Task statement: Where does the word "Hasher" occur in the material? Copy each line that has it.

------ Data for the task

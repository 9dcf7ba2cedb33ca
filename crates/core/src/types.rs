//! Core data types for the spikefeat system.

use crate::error::{Error, Result};
use chrono::{DateTime, TimeZone, Utc};
use serde::{Deserialize, Serialize};
use std::cmp::Ordering;
use std::collections::BTreeMap;
use std::fmt;
use std::hash::{Hash, Hasher};
use std::str::FromStr;

/// Timestamp in milliseconds since Unix epoch (UTC).
pub type TimestampMs = i64;

/// Flat feature output of one engine (or of a merged row).
///
/// Keys are unique within an engine and carry the engine prefix.
pub type FeatureMap = BTreeMap<String, f64>;

/// Instrument symbol, normalized to trimmed upper case.
///
/// `" eurusd "` and `"EURUSD"` are the same symbol.
#[derive(Debug, Clone, PartialEq, Eq, Hash, PartialOrd, Ord, Serialize, Deserialize)]
#[serde(from = "String", into = "String")]
pub struct Symbol(String);

impl Symbol {
    /// Create a symbol from any string, normalizing case and whitespace.
    pub fn new(raw: impl AsRef<str>) -> Self {
        Symbol(raw.as_ref().trim().to_uppercase())
    }

    /// The normalized symbol text.
    pub fn as_str(&self) -> &str {
        &self.0
    }
}

impl From<String> for Symbol {
    fn from(raw: String) -> Self {
        Symbol::new(raw)
    }
}

impl From<&str> for Symbol {
    fn from(raw: &str) -> Self {
        Symbol::new(raw)
    }
}

impl From<Symbol> for String {
    fn from(symbol: Symbol) -> Self {
        symbol.0
    }
}

impl fmt::Display for Symbol {
    fn fmt(&self, f: &mut fmt::Formatter<'_>) -> fmt::Result {
        f.write_str(&self.0)
    }
}

/// Bar timeframe, stored as a whole number of seconds.
#[derive(Debug, Clone, Copy, PartialEq, Eq, Hash, PartialOrd, Ord, Serialize, Deserialize)]
#[serde(try_from = "String", into = "String")]
pub struct Timeframe {
    seconds: u32,
}

impl Timeframe {
    /// Create a timeframe from seconds. Zero is rejected.
    pub fn from_seconds(seconds: u32) -> Result<Self> {
        if seconds == 0 {
            return Err(Error::config("timeframe must be at least one second"));
        }
        Ok(Self { seconds })
    }

    /// Create a timeframe from minutes. Zero is rejected.
    pub fn from_minutes(minutes: u32) -> Result<Self> {
        Self::from_seconds(minutes.saturating_mul(60))
    }

    /// Length of one bar in seconds.
    pub fn seconds(&self) -> u32 {
        self.seconds
    }

    /// Length of one bar in milliseconds.
    pub fn millis(&self) -> i64 {
        self.seconds as i64 * 1_000
    }
}

impl FromStr for Timeframe {
    type Err = Error;

    /// Parse `"30s"`, `"1m"`, `"15m"`, `"4h"`, `"1d"` (a bare number means minutes).
    fn from_str(s: &str) -> Result<Self> {
        let s = s.trim().to_lowercase();
        let split = s
            .find(|c: char| !c.is_ascii_digit())
            .unwrap_or(s.len());
        let (digits, unit) = s.split_at(split);
        let count: u32 = digits
            .parse()
            .map_err(|_| Error::config(format!("invalid timeframe '{s}'")))?;
        let multiplier = match unit {
            "s" => 1,
            "" | "m" | "min" => 60,
            "h" => 3_600,
            "d" => 86_400,
            _ => return Err(Error::config(format!("invalid timeframe unit in '{s}'"))),
        };
        Self::from_seconds(count.saturating_mul(multiplier))
    }
}

impl TryFrom<String> for Timeframe {
    type Error = Error;

    fn try_from(s: String) -> Result<Self> {
        s.parse()
    }
}

impl From<Timeframe> for String {
    fn from(tf: Timeframe) -> Self {
        tf.to_string()
    }
}

impl fmt::Display for Timeframe {
    fn fmt(&self, f: &mut fmt::Formatter<'_>) -> fmt::Result {
        let s = self.seconds;
        if s % 86_400 == 0 {
            write!(f, "{}d", s / 86_400)
        } else if s % 3_600 == 0 {
            write!(f, "{}h", s / 3_600)
        } else if s % 60 == 0 {
            write!(f, "{}m", s / 60)
        } else {
            write!(f, "{s}s")
        }
    }
}

/// Unvalidated bar fields as they arrive from a feed.
#[derive(Debug, Clone, Serialize, Deserialize)]
pub struct RawBar {
    pub symbol: String,
    pub timeframe: Timeframe,
    /// Bar open time in milliseconds (UTC).
    pub ts_ms: TimestampMs,
    pub open: f64,
    pub high: f64,
    pub low: f64,
    pub close: f64,
    pub volume: u64,
}

/// Result of sanitized bar construction.
#[derive(Debug, Clone)]
pub struct Sanitized {
    pub bar: Bar,
    /// True if Open or Close had to be clamped into `[Low, High]`.
    pub clamped: bool,
}

impl RawBar {
    /// Build a bar, clamping Open/Close into `[Low, High]`.
    ///
    /// Non-finite or negative prices and `High < Low` are still rejected.
    pub fn sanitize(self) -> Result<Sanitized> {
        self.check_fields()?;
        let open = self.open.clamp(self.low, self.high);
        let close = self.close.clamp(self.low, self.high);
        let clamped = open != self.open || close != self.close;
        let bar = Bar {
            ts: timestamp_from_ms(self.ts_ms)?,
            symbol: Symbol::new(&self.symbol),
            timeframe: self.timeframe,
            open,
            high: self.high,
            low: self.low,
            close,
            volume: self.volume,
        };
        Ok(Sanitized { bar, clamped })
    }

    /// Field-level checks shared by strict and sanitized construction.
    fn check_fields(&self) -> Result<()> {
        if Symbol::new(&self.symbol).as_str().is_empty() {
            return Err(Error::invalid_bar("empty symbol"));
        }
        for (name, value) in [
            ("open", self.open),
            ("high", self.high),
            ("low", self.low),
            ("close", self.close),
        ] {
            if !value.is_finite() {
                return Err(Error::invalid_bar(format!("{name} is not finite ({value})")));
            }
            if value < 0.0 {
                return Err(Error::invalid_bar(format!("{name} is negative ({value})")));
            }
        }
        if self.high < self.low {
            return Err(Error::invalid_bar(format!(
                "high {} is below low {}",
                self.high, self.low
            )));
        }
        Ok(())
    }
}

fn timestamp_from_ms(ts_ms: TimestampMs) -> Result<DateTime<Utc>> {
    Utc.timestamp_millis_opt(ts_ms)
        .single()
        .ok_or_else(|| Error::invalid_bar(format!("timestamp {ts_ms} out of range")))
}

/// Validated, immutable OHLCV bar.
///
/// Invariants: all prices finite and >= 0, `low <= open, close <= high`.
/// Identity is (symbol, timeframe, timestamp); ordering is by timestamp.
#[derive(Debug, Clone, Serialize)]
pub struct Bar {
    symbol: Symbol,
    timeframe: Timeframe,
    ts: DateTime<Utc>,
    open: f64,
    high: f64,
    low: f64,
    close: f64,
    volume: u64,
}

impl TryFrom<RawBar> for Bar {
    type Error = Error;

    fn try_from(raw: RawBar) -> Result<Self> {
        raw.check_fields()?;
        if raw.open < raw.low || raw.open > raw.high {
            return Err(Error::invalid_bar(format!(
                "open {} outside [{}, {}]",
                raw.open, raw.low, raw.high
            )));
        }
        if raw.close < raw.low || raw.close > raw.high {
            return Err(Error::invalid_bar(format!(
                "close {} outside [{}, {}]",
                raw.close, raw.low, raw.high
            )));
        }
        Ok(Bar {
            ts: timestamp_from_ms(raw.ts_ms)?,
            symbol: Symbol::new(&raw.symbol),
            timeframe: raw.timeframe,
            open: raw.open,
            high: raw.high,
            low: raw.low,
            close: raw.close,
            volume: raw.volume,
        })
    }
}

impl Bar {
    /// Strictly validated construction from individual fields.
    #[allow(clippy::too_many_arguments)]
    pub fn new(
        symbol: impl Into<String>,
        timeframe: Timeframe,
        ts_ms: TimestampMs,
        open: f64,
        high: f64,
        low: f64,
        close: f64,
        volume: u64,
    ) -> Result<Self> {
        Bar::try_from(RawBar {
            symbol: symbol.into(),
            timeframe,
            ts_ms,
            open,
            high,
            low,
            close,
            volume,
        })
    }

    #[inline]
    pub fn symbol(&self) -> &Symbol {
        &self.symbol
    }

    #[inline]
    pub fn timeframe(&self) -> Timeframe {
        self.timeframe
    }

    #[inline]
    pub fn ts(&self) -> DateTime<Utc> {
        self.ts
    }

    #[inline]
    pub fn ts_ms(&self) -> TimestampMs {
        self.ts.timestamp_millis()
    }

    #[inline]
    pub fn open(&self) -> f64 {
        self.open
    }

    #[inline]
    pub fn high(&self) -> f64 {
        self.high
    }

    #[inline]
    pub fn low(&self) -> f64 {
        self.low
    }

    #[inline]
    pub fn close(&self) -> f64 {
        self.close
    }

    #[inline]
    pub fn volume(&self) -> u64 {
        self.volume
    }

    /// High minus low.
    #[inline]
    pub fn range(&self) -> f64 {
        self.high - self.low
    }

    /// Average of the four prices.
    #[inline]
    pub fn ohlc4(&self) -> f64 {
        (self.open + self.high + self.low + self.close) / 4.0
    }

    /// Typical price (H + L + C) / 3.
    #[inline]
    pub fn typical_price(&self) -> f64 {
        (self.high + self.low + self.close) / 3.0
    }

    /// Back to the raw record form.
    pub fn to_raw(&self) -> RawBar {
        RawBar {
            symbol: self.symbol.to_string(),
            timeframe: self.timeframe,
            ts_ms: self.ts_ms(),
            open: self.open,
            high: self.high,
            low: self.low,
            close: self.close,
            volume: self.volume,
        }
    }
}

impl PartialEq for Bar {
    fn eq(&self, other: &Self) -> bool {
        self.ts == other.ts && self.symbol == other.symbol && self.timeframe == other.timeframe
    }
}

impl Eq for Bar {}

impl Hash for Bar {
    fn hash<H: Hasher>(&self, state: &mut H) {
        self.symbol.hash(state);
        self.timeframe.hash(state);
        self.ts.hash(state);
    }
}

impl PartialOrd for Bar {
    fn partial_cmp(&self, other: &Self) -> Option<Ordering> {
        Some(self.cmp(other))
    }
}

impl Ord for Bar {
    fn cmp(&self, other: &Self) -> Ordering {
        self.ts
            .cmp(&other.ts)
            .then_with(|| self.symbol.cmp(&other.symbol))
            .then_with(|| self.timeframe.cmp(&other.timeframe))
    }
}

/// Smoothed (Heikin-Ashi) candle derived from a raw bar.
#[derive(Debug, Clone, Copy, PartialEq, Serialize, Deserialize)]
pub struct DerivedBar {
    pub open: f64,
    pub high: f64,
    pub low: f64,
    pub close: f64,
}

impl DerivedBar {
    #[inline]
    pub fn range(&self) -> f64 {
        self.high - self.low
    }
}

------------

Result:
use std::hash::{Hash, Hasher};
    fn hash<H: Hasher>(&self, state: &mut H) {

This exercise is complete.